The process for development and release of both new products and services contains basic similarities across every market segment. From children’s gaming to financial investment services, three critical evaluation components are vital to the success of any new endeavor. Without them, you are headed for trouble.
The three reasons most products and services fail:
1. Failure to understand the market
2. Lack of sufficient investment into distribution and market exposure
3. Product or service is not adequately in alignment with existing brand values
The most critical and complex of these is the failure to understand the market. Entrepreneurs and corporate executives can fall prey to trusting their experience and instinct alone. Often previous success can be our greatest enemy in future product launch attempts, because over-confidence can lead to personal judgment decisions rather than audience validation and statistical analysis. For successful product launch, you must:
1. Ask the market
2. Understand the needs of the target audience
3. Gain sufficient competitive knowledge
4. Understand current trending
5. Learn from the past
Asking the market
This refers to surveys, focus groups, interviews and any form of user testing. Technology has made these processes much faster, economical and efficient than just a few short years ago. Small businesses and large businesses alike can facilitate large-scale studies quickly and get responses back in days. Typically, the more face-to-face the process, the more detail and nuance can be drawn from the study, but an effective online survey can cover an enormous range of test sampling audience and assess qualitative and quantitative content very quickly and cost effectively. The right research tool for your business depends on the product or service, and the available budget.
Understand the needs of the target audience
When you spend the time and money to go out and ask the market, it is imperative to frame the questioning in terms of the audience needs. Often businesses frame survey content in terms of preference alone. This skews the results. For example, if I was asked whether I prefer Coke or Pepsi, I’d probably say Pepsi, but the truth of the matter is that I don’t drink soda very often. In this example, it really doesn’t matter much which brand I prefer if I am not an actual consumer of the product. I have no need for another soda option.
Gain sufficient competitive knowledge
Many a race has been lost to those who underestimated their competition. When bringing a new product or service to market, it is vital to be aware of both direct and indirect competition in the market. Referring back to the example above: if a company wanted to launch a new cola, their direct competition would be existing colas, their indirect competition could be other sodas (such as Sprite, ginger ale, rootbeer), or to take it even further, water. When evaluating competition it is important to consider price, availability, unique strengths, and any other distinguishing factor. The higher the distinguishing traits rate on the target audience needs assessment, the more critical it is to consider.

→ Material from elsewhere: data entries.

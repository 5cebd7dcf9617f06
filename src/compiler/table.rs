//! Rendered tables handed to the publishing collaborator.

use std::collections::BTreeMap;

use serde::{Deserialize, Serialize};

use crate::annotations::redirect::RedirectAction;
use crate::compiler::{CompiledRules, RuleAction, ADVANCED_MODE};

/// Host + path rule resolved without condition evaluation.
#[derive(Debug, Clone, PartialEq, Eq, Serialize, Deserialize)]
pub struct BasicRouteRule {
    pub host: String,
    pub path: String,
    /// Target cluster, or [`ADVANCED_MODE`].
    pub cluster: String,
}

#[derive(Debug, Clone, PartialEq, Eq, Serialize, Deserialize)]
pub struct AdvancedRouteRule {
    pub cond: String,
    pub cluster: String,
}

/// Routing table: basic rules, ordered advanced rules and weighted splits.
#[derive(Debug, Clone, Default, PartialEq, Eq, Serialize, Deserialize)]
pub struct RouteTable {
    pub basic: Vec<BasicRouteRule>,
    pub advanced: Vec<AdvancedRouteRule>,
    /// cluster → sub-service → weight
    #[serde(default, skip_serializing_if = "BTreeMap::is_empty")]
    pub balance: BTreeMap<String, BTreeMap<String, u32>>,
}

impl RouteTable {
    pub fn from_compiled(rules: &CompiledRules, balance: BTreeMap<String, BTreeMap<String, u32>>) -> Self {
        let basic = rules
            .basic
            .iter()
            .filter_map(|rule| {
                let cluster = match &rule.action {
                    RuleAction::Forward { target } => target.clone(),
                    RuleAction::AdvancedMode => ADVANCED_MODE.to_string(),
                    RuleAction::Redirect { .. } => return None,
                };
                Some(BasicRouteRule {
                    host: rule.host.clone(),
                    path: rule.path.clone(),
                    cluster,
                })
            })
            .collect();

        let advanced = rules
            .advanced
            .iter()
            .filter_map(|rule| match &rule.action {
                RuleAction::Forward { target } => Some(AdvancedRouteRule {
                    cond: rule.condition.clone(),
                    cluster: target.clone(),
                }),
                _ => None,
            })
            .collect();

        Self {
            basic,
            advanced,
            balance,
        }
    }

    pub fn len(&self) -> usize {
        self.basic.len() + self.advanced.len()
    }

    pub fn is_empty(&self) -> bool {
        self.len() == 0
    }
}

#[derive(Debug, Clone, PartialEq, Eq, Serialize, Deserialize)]
pub struct RedirectRule {
    pub cond: String,
    pub actions: Vec<RedirectAction>,
    pub status: u16,
}

/// Redirect table: every rule carries its own condition, in match order.
#[derive(Debug, Clone, Default, PartialEq, Eq, Serialize, Deserialize)]
pub struct RedirectTable {
    pub rules: Vec<RedirectRule>,
}

impl RedirectTable {
    /// Basic rules first (placeholders dropped), then the ordered advanced rules.
    pub fn from_compiled(rules: &CompiledRules) -> Self {
        let rules = rules
            .basic
            .iter()
            .chain(rules.advanced.iter())
            .filter_map(|rule| match &rule.action {
                RuleAction::Redirect { action, status } => Some(RedirectRule {
                    cond: rule.condition.clone(),
                    actions: vec![action.clone()],
                    status: *status,
                }),
                _ => None,
            })
            .collect();
        Self { rules }
    }

    pub fn len(&self) -> usize {
        self.rules.len()
    }

    pub fn is_empty(&self) -> bool {
        self.rules.is_empty()
    }
}
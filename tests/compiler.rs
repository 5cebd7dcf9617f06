//! Compilation order, condition synthesis and redirect handling.

use rule_compiler::annotations::redirect::{
    RedirectCmd, RESPONSE_STATUS_ANNOTATION, SCHEME_SET_ANNOTATION, URL_SET_ANNOTATION,
};
use rule_compiler::annotations::route::{COOKIE_ANNOTATION, HEADER_ANNOTATION};
use rule_compiler::compiler::ADVANCED_MODE;
use rule_compiler::compiler::table::RouteTable;
use rule_compiler::{Annotations, CompileError, RuleAction, RuleCompiler, RuleKind, ValidationError};

mod common;

use common::annotations;

fn advanced_sources(compiler: &RuleCompiler) -> Vec<String> {
    compiler
        .compile()
        .unwrap()
        .advanced
        .into_iter()
        .map(|rule| rule.source)
        .collect()
}

#[test]
fn test_exact_host_before_wildcard_regardless_of_insertion() {
    let header = annotations(&[(HEADER_ANNOTATION, "X-A: 1")]);

    for reversed in [false, true] {
        let mut compiler = RuleCompiler::new(RuleKind::Route);
        let mut puts = vec![("ns/exact", "example.com"), ("ns/wild", "*.example.com")];
        if reversed {
            puts.reverse();
        }
        for (source, host) in puts {
            compiler.put(source, host, "/foo", &header, "t", 1).unwrap();
        }
        assert_eq!(advanced_sources(&compiler), vec!["ns/exact", "ns/wild"]);
    }
}

#[test]
fn test_exact_path_before_prefix_path() {
    let mut compiler = RuleCompiler::new(RuleKind::Route);
    compiler
        .put(
            "ns/prefix",
            "example.com",
            "/foo*",
            &annotations(&[(COOKIE_ANNOTATION, "c: 1"), (HEADER_ANNOTATION, "X-A: 1")]),
            "t",
            1,
        )
        .unwrap();
    compiler
        .put(
            "ns/exact",
            "example.com",
            "/foo/bar",
            &annotations(&[(HEADER_ANNOTATION, "X-A: 1")]),
            "t",
            2,
        )
        .unwrap();

    assert_eq!(advanced_sources(&compiler), vec!["ns/exact", "ns/prefix"]);
}

#[test]
fn test_priority_class_then_create_time_in_one_bucket() {
    let mut compiler = RuleCompiler::new(RuleKind::Route);
    compiler
        .put("ns/plain", "example.com", "/foo", &Annotations::new(), "t", 1)
        .unwrap();
    compiler
        .put(
            "ns/late",
            "example.com",
            "/foo",
            &annotations(&[(HEADER_ANNOTATION, "X-A: 2")]),
            "t",
            9,
        )
        .unwrap();
    compiler
        .put(
            "ns/early",
            "example.com",
            "/foo",
            &annotations(&[(HEADER_ANNOTATION, "X-A: 1")]),
            "t",
            3,
        )
        .unwrap();

    assert_eq!(
        advanced_sources(&compiler),
        vec!["ns/early", "ns/late", "ns/plain"]
    );
    let rules = compiler.compile().unwrap();
    assert_eq!(rules.basic.len(), 1);
    assert_eq!(rules.basic[0].action, RuleAction::AdvancedMode);
}

#[test]
fn test_cookie_outranks_older_header() {
    let mut compiler = RuleCompiler::new(RuleKind::Route);
    let rules = [
        ("ingress1", annotations(&[])),
        ("ingress2", annotations(&[(HEADER_ANNOTATION, "X-A: aaa")])),
        ("ingress3", annotations(&[(COOKIE_ANNOTATION, "c: bbb")])),
        (
            "ingress4",
            annotations(&[(COOKIE_ANNOTATION, "c: ccc"), (HEADER_ANNOTATION, "X-D: ddd")]),
        ),
    ];
    for (created, (source, annots)) in (1..).zip(rules) {
        compiler
            .put(source, "example.com", "/foo", &annots, "t", created)
            .unwrap();
    }

    assert_eq!(
        advanced_sources(&compiler),
        vec!["ingress4", "ingress3", "ingress2", "ingress1"]
    );
}

#[test]
fn test_compile_is_deterministic() {
    let mut compiler = RuleCompiler::new(RuleKind::Route);
    for (i, host) in ["b.com", "a.com", "*.a.com", "*"].into_iter().enumerate() {
        compiler
            .put(
                &format!("ns/{i}"),
                host,
                "/x*",
                &annotations(&[(HEADER_ANNOTATION, "X-A: 1")]),
                "t",
                i as u64,
            )
            .unwrap();
    }
    let first = compiler.compile().unwrap();
    assert_eq!(compiler.compile().unwrap(), first);
    assert_eq!(
        advanced_sources(&compiler),
        vec!["ns/0", "ns/1", "ns/2", "ns/3"]
    );
}

#[test]
fn test_wildcard_prefix_condition_literal() {
    let mut compiler = RuleCompiler::new(RuleKind::Route);
    compiler
        .put("ns/api", "*.example.com", "/api*", &Annotations::new(), "ns_api", 1)
        .unwrap();

    let rules = compiler.compile().unwrap();
    assert_eq!(
        rules.basic[0].condition,
        r#"req_host_regmatch("(?i)^[^.]+\.example\.com")&&req_path_element_prefix_in("/api", false)"#
    );
}

#[test]
fn test_any_host_any_path_is_vacuous() {
    let mut compiler = RuleCompiler::new(RuleKind::Route);
    compiler
        .put(
            "ns/all",
            "*",
            "*",
            &annotations(&[(HEADER_ANNOTATION, "X-A: 1")]),
            "t",
            1,
        )
        .unwrap();

    let rules = compiler.compile().unwrap();
    assert_eq!(
        rules.advanced[0].condition,
        r#"req_header_value_in("X-A", "1", false)"#
    );
}

#[test]
fn test_route_table_uses_advanced_mode_placeholder() {
    let mut compiler = RuleCompiler::new(RuleKind::Route);
    compiler
        .put("ns/a", "example.com", "/foo", &Annotations::new(), "ns_a", 1)
        .unwrap();
    compiler
        .put(
            "ns/b",
            "example.com",
            "/foo",
            &annotations(&[(COOKIE_ANNOTATION, "beta: 1")]),
            "ns_b",
            2,
        )
        .unwrap();

    let table = RouteTable::from_compiled(&compiler.compile().unwrap(), Default::default());
    assert_eq!(table.basic.len(), 1);
    assert_eq!(table.basic[0].cluster, ADVANCED_MODE);
    let clusters: Vec<&str> = table.advanced.iter().map(|r| r.cluster.as_str()).collect();
    assert_eq!(clusters, vec!["ns_b", "ns_a"]);
}

fn redirect_put(pairs: &[(&str, &str)]) -> Result<RuleCompiler, CompileError> {
    let mut compiler = RuleCompiler::new(RuleKind::Redirect);
    compiler.put("ns/r", "example.com", "/old", &annotations(pairs), "", 1)?;
    Ok(compiler)
}

fn redirect_status(compiler: &RuleCompiler) -> u16 {
    match &compiler.compile().unwrap().basic[0].action {
        RuleAction::Redirect { status, .. } => *status,
        other => panic!("expected redirect, got {:?}", other),
    }
}

#[test]
fn test_redirect_status_bounds() {
    let err = redirect_put(&[
        (SCHEME_SET_ANNOTATION, "https"),
        (RESPONSE_STATUS_ANNOTATION, "200"),
    ])
    .unwrap_err();
    assert!(matches!(
        err,
        CompileError::Validation(ValidationError::StatusCode { .. })
    ));

    let moved = redirect_put(&[
        (SCHEME_SET_ANNOTATION, "https"),
        (RESPONSE_STATUS_ANNOTATION, "301"),
    ])
    .unwrap();
    assert_eq!(redirect_status(&moved), 301);

    let default = redirect_put(&[(SCHEME_SET_ANNOTATION, "https")]).unwrap();
    assert_eq!(redirect_status(&default), 302);
}

#[test]
fn test_redirect_actions_are_exclusive() {
    let mut compiler = RuleCompiler::new(RuleKind::Redirect);
    let err = compiler
        .put(
            "ns/r",
            "example.com",
            "/old",
            &annotations(&[
                (URL_SET_ANNOTATION, "https://example.org/new"),
                (SCHEME_SET_ANNOTATION, "https"),
            ]),
            "",
            1,
        )
        .unwrap_err();
    assert!(matches!(err, CompileError::MultipleActions(ref keys) if keys.len() == 2));
    assert!(compiler.index().is_empty());
}

#[test]
fn test_status_override_without_action() {
    let err = redirect_put(&[(RESPONSE_STATUS_ANNOTATION, "301")]).unwrap_err();
    assert!(matches!(
        err,
        CompileError::Validation(ValidationError::UnexpectedAnnotation { .. })
    ));
}

#[test]
fn test_redirect_action_carried_to_rule() {
    let compiler = redirect_put(&[(URL_SET_ANNOTATION, "/new")]).unwrap();
    match &compiler.compile().unwrap().basic[0].action {
        RuleAction::Redirect { action, status } => {
            assert_eq!(action.cmd, RedirectCmd::UrlSet);
            assert_eq!(action.params, vec!["/new".to_string()]);
            assert_eq!(*status, 302);
        }
        other => panic!("expected redirect, got {:?}", other),
    }
}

Understand current trending
Trending considers general shifts in the purchasing choices of the target audience. Again, using the cola example, years ago bottled water was very uncommon in beverage purchases and would not have been part of a competitive matrix. Over the past decade however, the popularity of bottled water has increased dramatically, and this trend has greatly impacted the soda market. Current trending is often difficult to track. It is difficult to determine if trends will continue to grow, or if they are simply a short-lived anomaly. Savvy marketers both listen to trends and impact them.
Learn from the past
If 72 percent of all new products fail, there is a lot of great information available to help make wise decisions about your new product. If something similar has been attempted before, why did it fail? By asking questions based on the concepts included here, you might be able to determine what was the missing ingredient for success, or perhaps avoid repeating history.
The other two major contributors to new product failure are less complicated than understanding the market.
Lack of sufficient investment into distribution and market exposure
Simply put, typically, it takes both time and money to get your product or service into the hands of the consumer. There are occasions where a new product or service extension is such an obvious add-on value to an existing product or service that little marketing is needed beyond a point-of-sale suggestion, but these are rare. Most new endeavors will need to invest in some form of a marketing campaign. Creative marketers can maximize opportunities and stretch budgets with innovative strategies, but lack of sufficient investment into distribution and market exposure will result in warehouses full of unsold product, or idle staff.
Product or service is not adequately in alignment with existing brand values
The higher the brand meaning of the company, the more critical this factor can be to success. Brand meaning is the level of intrinsic significance the consumer finds in the brand. Disney, Mercedes (although currently violating this rule), and Nike are brands that have high brand meaning. Disney, for example, stands for the imagination and magic of youth. A new product or service that defied these values would not only stand a high chance of failure, but could damage the brand equity across the company causing far more loss than the investment into the new product.
The summary of these critical factors takes place before extensive product development. Proper effort spent in research and brand analysis can give companies the assets they need for successful launch of a new product or service. Companies that follow these rules can keep themselves in the percent that succeed.